I'll be on a cruise to Cancun for 5 Days and Nights. I'll be expecting friends, family and possibly alot of Stock photo's in the trip. Landscapes, people, places, inside the ship at night and some street. I want to pack light, and perhaps a CR user has been on a cruise before.

5D3

24L
50L
135L
24-105L
580 EXII

I was thinking 24-105L + 50L + 580EX II but wondered if I'll really need the 24L for the dark dance floors of the ship. I'm torn.

What should I bring?


----------



## ishdakuteb (Nov 8, 2012)

RLPhoto said:


> I was thinking 24-105L + 50L + 580EX II...



+1... darker dance floor = flash. you know it better than i do right


----------



## bycostello (Nov 9, 2012)

on a cruise i'd take the longest lens as from the boat you might need that extra reach...


----------



## drjlo (Nov 9, 2012)

I would try to have as much fun as possible! When I was in Cancun, all I wanted to carry was a little point-and-shoot, and I highly recommend:




IMG_6352ps by drjlo2, on Flickr




IMG_6329 by drjlo2, on Flickr


----------



## robbymack (Nov 9, 2012)

I'd go light, 24-105, or maybe just 50L. There won't be much to see from the boat so I wouldn't worry about the tele lengths. Ideally you should just focus on the senoritas.


----------



## AmbientLight (Nov 9, 2012)

Based on your existing gear I would bring the following:

5D3

24L
50L

In case you want to bring only one lens, it should be the 24-105, but since I believe you shoot with primes most of the time, you would sorely miss them, if you would leave them at home. I therefore recommend bringing only the primes.

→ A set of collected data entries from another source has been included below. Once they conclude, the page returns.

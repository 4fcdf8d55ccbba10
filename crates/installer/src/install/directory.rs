//! Directory-mode installs: the archive is extracted into a directory tree
//!
//! The previous tree is moved into a [`Backup`] next to it before anything
//! is extracted, so a failure at any later point can put it back untouched.
//! The new tree is merged into the target with [`TreeCopier`], which checks
//! for cancellation before every entry.

use std::path::{Path, PathBuf};
use tracing::{debug, info, warn};

use super::backup::Backup;
use super::{InstallContext, InstallPlan, InstallReport, restore_failed};
use crate::archive;
use crate::config::InstallerConfig;
use crate::core::files::{MoveError, TreeCopier, move_path, remove_path, remove_path_best_effort};
use crate::core::{FileOperation, InstallError, InstallStage, Result};

/// Which folder of the extracted archive holds the package
///
/// Archives are often authored with a single wrapper folder around the
/// actual content. A top level with exactly one directory and no files is
/// treated as such a wrapper. A package that legitimately consists of a
/// single folder is indistinguishable from that and gets unwrapped too.
#[derive(Debug, Clone, PartialEq, Eq)]
pub enum PayloadRoot {
    /// Content sits directly at the top of the archive
    ExtractionRoot,
    /// Content sits inside the single top-level folder `wrapper`
    Unwrapped { wrapper: String },
}

impl std::fmt::Display for PayloadRoot {
    fn fmt(&self, f: &mut std::fmt::Formatter<'_>) -> std::fmt::Result {
        match self {
            PayloadRoot::ExtractionRoot => write!(f, "archive root"),
            PayloadRoot::Unwrapped { wrapper } => write!(f, "wrapper folder '{}'", wrapper),
        }
    }
}

/// Progress of a directory-mode install, used to pick the rollback action
#[derive(Debug, Clone, PartialEq, Eq)]
enum DirectoryInstallState {
    NoPriorDirectory,
    BackupMoved { backup: Backup },
    Extracted { backup: Option<Backup> },
    PayloadResolved { backup: Option<Backup> },
    Merged { backup: Option<Backup> },
    Committed,
}

impl DirectoryInstallState {
    fn backup(&self) -> Option<&Backup> {
        match self {
            DirectoryInstallState::BackupMoved { backup } => Some(backup),
            DirectoryInstallState::Extracted { backup }
            | DirectoryInstallState::PayloadResolved { backup }
            | DirectoryInstallState::Merged { backup } => backup.as_ref(),
            DirectoryInstallState::NoPriorDirectory | DirectoryInstallState::Committed => None,
        }
    }

    fn owned_backup(&self) -> Option<Backup> {
        self.backup().cloned()
    }
}

/// Extracts the package and merges it into the target directory
#[derive(Debug, Clone, Default)]
pub struct DirectoryInstaller {
    #[cfg(test)]
    fail_merge_after_files: Option<usize>,
    #[cfg(test)]
    cancel_merge_after_files: Option<usize>,
    #[cfg(test)]
    fail_backup_source_removal: bool,
}

impl DirectoryInstaller {
    #[cfg_attr(not(test), allow(unused_variables))]
    pub fn from_config(config: &InstallerConfig) -> Self {
        Self {
            #[cfg(test)]
            fail_merge_after_files: config.faults.fail_merge_after_files,
            #[cfg(test)]
            cancel_merge_after_files: config.faults.cancel_merge_after_files,
            #[cfg(test)]
            fail_backup_source_removal: config.faults.fail_backup_source_removal,
        }
    }

    pub async fn install(&self, ctx: &InstallContext<'_>) -> Result<InstallReport> {
        let mut state = DirectoryInstallState::NoPriorDirectory;
        let mut report = InstallReport::default();

        match self.apply(ctx, &mut state, &mut report).await {
            Ok(()) => {
                self.commit(ctx, &state).await;
                state = DirectoryInstallState::Committed;
                debug!("Directory install of {} reached {:?}", ctx.descriptor.package.id, state);
                Ok(report)
            }
            Err(e) => Err(self.roll_back(ctx, &state, e).await),
        }
    }

    async fn apply(
        &self,
        ctx: &InstallContext<'_>,
        state: &mut DirectoryInstallState,
        report: &mut InstallReport,
    ) -> Result<()> {
        let target = &ctx.descriptor.target;
        let extract_dir = ctx.scratch.extract_dir();

        // 1. fresh extraction directory
        remove_path(&extract_dir).await?;
        tokio::fs::create_dir_all(&extract_dir)
            .await
            .map_err(InstallError::file_system(&extract_dir, FileOperation::CreateDir))?;

        // 2. move the previous tree out of the way
        if let InstallPlan::Update { existing, .. } = ctx.plan {
            ctx.check_cancelled("backing up the previous directory")?;
            let backup = Backup::reserve(existing)?;
            let moved = self.take_backup(existing, backup.path()).await;
            match moved {
                Ok(()) => {
                    info!("Moved {} to backup {}", existing.display(), backup.path().display());
                }
                Err(MoveError::NotMoved(e)) => {
                    backup.discard().await;
                    return Err(e);
                }
                Err(MoveError::SourceNotRemoved(e)) => {
                    warn!(
                        "{} was copied to {} but not fully removed",
                        existing.display(),
                        backup.path().display()
                    );
                    *state = DirectoryInstallState::BackupMoved { backup };
                    return Err(e);
                }
            }
            *state = DirectoryInstallState::BackupMoved { backup };
        }

        // 3. extract
        ctx.check_cancelled("extracting")?;
        let stats = extract(ctx, &extract_dir).await?;
        debug!(
            "Extracted {} files, {} directories ({} unsafe entries skipped)",
            stats.files, stats.directories, stats.skipped
        );
        *state = DirectoryInstallState::Extracted {
            backup: state.owned_backup(),
        };

        // 4. find the folder that holds the package
        let (payload, root) = resolve_payload_root(&extract_dir).await?;
        info!("Installing {} from {}", ctx.descriptor.package.id, root);
        *state = DirectoryInstallState::PayloadResolved {
            backup: state.owned_backup(),
        };
        report.payload_root = Some(root);

        // 5. merge into the target
        ctx.check_cancelled("merging")?;
        ctx.progress.emit(
            InstallStage::Replacing,
            format!("Copying files into {}", target.display()),
        );
        let copier = TreeCopier::new(ctx.cancel);
        #[cfg(test)]
        let copier = copier
            .failing_after(self.fail_merge_after_files)
            .cancelling_after(self.cancel_merge_after_files);
        let copied = copier.copy(&payload, target).await?;
        report.files_installed = copied.files;
        *state = DirectoryInstallState::Merged {
            backup: state.owned_backup(),
        };

        // 6. keep the outgoing release in the cache
        if let (Some(backup), Some(key)) = (state.backup(), ctx.backup_cache_key()) {
            report.backup_cached = ctx
                .cache
                .store_directory_best_effort(&key, backup.path(), ctx.cancel)
                .await;
        }

        Ok(())
    }

    async fn commit(&self, ctx: &InstallContext<'_>, state: &DirectoryInstallState) {
        if let Some(backup) = state.backup() {
            backup.discard().await;
        }
        remove_path_best_effort(&ctx.scratch.extract_dir()).await;
    }

    /// Put the previous tree back and return the error to report
    async fn roll_back(
        &self,
        ctx: &InstallContext<'_>,
        state: &DirectoryInstallState,
        original: InstallError,
    ) -> InstallError {
        let target = &ctx.descriptor.target;

        let Some(backup) = state.backup() else {
            if ctx.plan.is_update() {
                // the previous tree was never moved
                return original;
            }
            if let Err(e) = remove_path(target).await {
                warn!("Could not remove partial directory {}: {}", target.display(), e);
            }
            return original;
        };

        let existing = ctx.plan.existing().unwrap_or(target.as_path());
        warn!(
            "Rolling back {} from {} after: {}",
            existing.display(),
            backup.path().display(),
            original
        );

        // whatever is left at the existing path is covered by the backup
        for path in [target.as_path(), existing] {
            if let Err(e) = remove_path(path).await {
                return restore_failed(existing, backup.path(), original, e);
            }
        }
        match move_path(backup.path(), existing).await {
            Ok(()) => {}
            Err(MoveError::SourceNotRemoved(e)) => {
                warn!("Restored {} but the backup copy remains: {}", existing.display(), e);
            }
            Err(MoveError::NotMoved(e)) => {
                return restore_failed(existing, backup.path(), original, e);
            }
        }
        backup.discard().await;
        info!("Restored {}", existing.display());
        original
    }

    async fn take_backup(
        &self,
        existing: &Path,
        backup: &Path,
    ) -> std::result::Result<(), MoveError> {
        #[cfg(test)]
        if self.fail_backup_source_removal {
            return simulate_partial_source_removal(existing, backup).await;
        }

        move_path(existing, backup).await
    }
}

/// Copy `src` like a cross-filesystem move, then stop after deleting one file
#[cfg(test)]
async fn simulate_partial_source_removal(
    src: &Path,
    dst: &Path,
) -> std::result::Result<(), MoveError> {
    let uncancellable = tokio_util::sync::CancellationToken::new();
    TreeCopier::new(&uncancellable)
        .copy(src, dst)
        .await
        .map_err(MoveError::NotMoved)?;

    let mut entries = tokio::fs::read_dir(src)
        .await
        .map_err(|e| MoveError::NotMoved(InstallError::file_system(src, FileOperation::ReadDir)(e)))?;
    while let Ok(Some(entry)) = entries.next_entry().await {
        if entry.path().is_file() {
            let _ = tokio::fs::remove_file(entry.path()).await;
            break;
        }
    }
    Err(MoveError::SourceNotRemoved(InstallError::file_system(
        src,
        FileOperation::Delete,
    )(std::io::Error::new(
        std::io::ErrorKind::PermissionDenied,
        "simulated locked file",
    ))))
}

async fn extract(ctx: &InstallContext<'_>, extract_dir: &Path) -> Result<archive::ExtractStats> {
    let archive_path = ctx.package.path.clone();
    let dest = extract_dir.to_path_buf();
    let cancel = ctx.cancel.clone();

    tokio::task::spawn_blocking(move || archive::extract_archive(&archive_path, &dest, &cancel))
        .await
        .map_err(|e| {
            InstallError::file_system(extract_dir, FileOperation::Extract)(std::io::Error::other(e))
        })?
}

/// Pick the payload root of an extracted archive
pub async fn resolve_payload_root(extract_dir: &Path) -> Result<(PathBuf, PayloadRoot)> {
    let mut entries = tokio::fs::read_dir(extract_dir)
        .await
        .map_err(InstallError::file_system(extract_dir, FileOperation::ReadDir))?;

    let mut directories = Vec::new();
    let mut files = 0usize;
    while let Some(entry) = entries
        .next_entry()
        .await
        .map_err(InstallError::file_system(extract_dir, FileOperation::ReadDir))?
    {
        let file_type = entry
            .file_type()
            .await
            .map_err(InstallError::file_system(entry.path(), FileOperation::Metadata))?;
        if file_type.is_dir() {
            directories.push(entry);
        } else {
            files += 1;
        }
    }

    if files == 0 && directories.len() == 1 {
        let wrapper = &directories[0];
        return Ok((
            wrapper.path(),
            PayloadRoot::Unwrapped {
                wrapper: wrapper.file_name().to_string_lossy().into_owned(),
            },
        ));
    }
    Ok((extract_dir.to_path_buf(), PayloadRoot::ExtractionRoot))
}

#[cfg(test)]
mod tests {
    use super::*;
    use tempfile::tempdir;

    #[tokio::test]
    async fn single_folder_is_unwrapped() {
        let temp = tempdir().unwrap();
        tokio::fs::create_dir_all(temp.path().join("MyMod/assets")).await.unwrap();
        tokio::fs::write(temp.path().join("MyMod/modinfo.json"), "{}").await.unwrap();

        let (payload, root) = resolve_payload_root(temp.path()).await.unwrap();
        assert_eq!(payload, temp.path().join("MyMod"));
        assert_eq!(
            root,
            PayloadRoot::Unwrapped {
                wrapper: "MyMod".to_string()
            }
        );
    }

    #[tokio::test]
    async fn loose_file_keeps_extraction_root() {
        let temp = tempdir().unwrap();
        tokio::fs::create_dir_all(temp.path().join("assets")).await.unwrap();
        tokio::fs::write(temp.path().join("modinfo.json"), "{}").await.unwrap();

        let (payload, root) = resolve_payload_root(temp.path()).await.unwrap();
        assert_eq!(payload, temp.path());
        assert_eq!(root, PayloadRoot::ExtractionRoot);
    }

    #[tokio::test]
    async fn two_folders_keep_extraction_root() {
        let temp = tempdir().unwrap();
        tokio::fs::create_dir_all(temp.path().join("a")).await.unwrap();
        tokio::fs::create_dir_all(temp.path().join("b")).await.unwrap();

        let (_, root) = resolve_payload_root(temp.path()).await.unwrap();
        assert_eq!(root, PayloadRoot::ExtractionRoot);
    }
}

As for the 135mm I don't think it is long enough to be much useful, when you want to take shots of scenery on the coast. You may want to rent a 70-200mm plus 2x teleconverter, but for what I would be looking for this wouldn't be long enough at all (better to bring in a 400mm prime) or just leave this area alone as others have advised, because overall the potential timeframes for opportunities with such long lenses will be fairly limited and you will have to spend money renting a lens and some effort to make use of such focal length, because you will have to wait for those opportunities (being on deck ready to shoot, before something gets into view, unlike: Oops there went my photo opportunity, no time left to get my gear set up). To be able to make a good judgement regarding the usefulness of long focal length lenses I recommend thoroughly checking the timetable for the ship, so that you will know, if there is already or still sufficient light to take good shots, when the distance to shore would be adequate for a long lens. It won't do you any good to bring a long lens, when the ship approaches the coast mostly whenever it is completely dark, because they want to accommodate people going on land trips and starting early in the morning to make the most of it. In addition to this it would be helpful to find out, how long the ship sits at port, before land excursions are scheduled to start.


----------



## RLPhoto (Nov 9, 2012)

drjlo said:


> I would try to have as much fun as possible! When I was in Cancun, all I wanted to carry was a little point-and-shoot, and I highly recommend:
> 
> 
> 
> ...



Love the party shot! Sweet.


----------



## eddiemrg (Nov 9, 2012)

life's problem...dude, huh?


----------



## Standard (Nov 9, 2012)

> 5D3
> 
> 24L
> 50L
> ...



I would add the 135L for added reach and you'll be all set. These three primes will take care of most situations as well as allow you to shoot well into the night.


----------



## kubelik (Nov 9, 2012)

drjlo, you got that party shot with a point-and-shoot? I'm impressed.


----------



## Old Shooter (Nov 9, 2012)

I think you would miss your 24L... When I went on my cruise, it seemed like everything on the ship was BIG, and my WA got a lot of use... Same with Cancun - if you take any day trips and visit the ruins or tidal fish ponds - you will want the WA... The skies and the clouds are vibrant - bring a CPL...


----------



## RLPhoto (Nov 9, 2012)

Old Shooter said:


> I think you would miss your 24L... When I went on my cruise, it seemed like everything on the ship was BIG, and my WA got a lot of use... Same with Cancun - if you take any day trips and visit the ruins or tidal fish ponds - you will want the WA... The skies and the clouds are vibrant - bring a CPL...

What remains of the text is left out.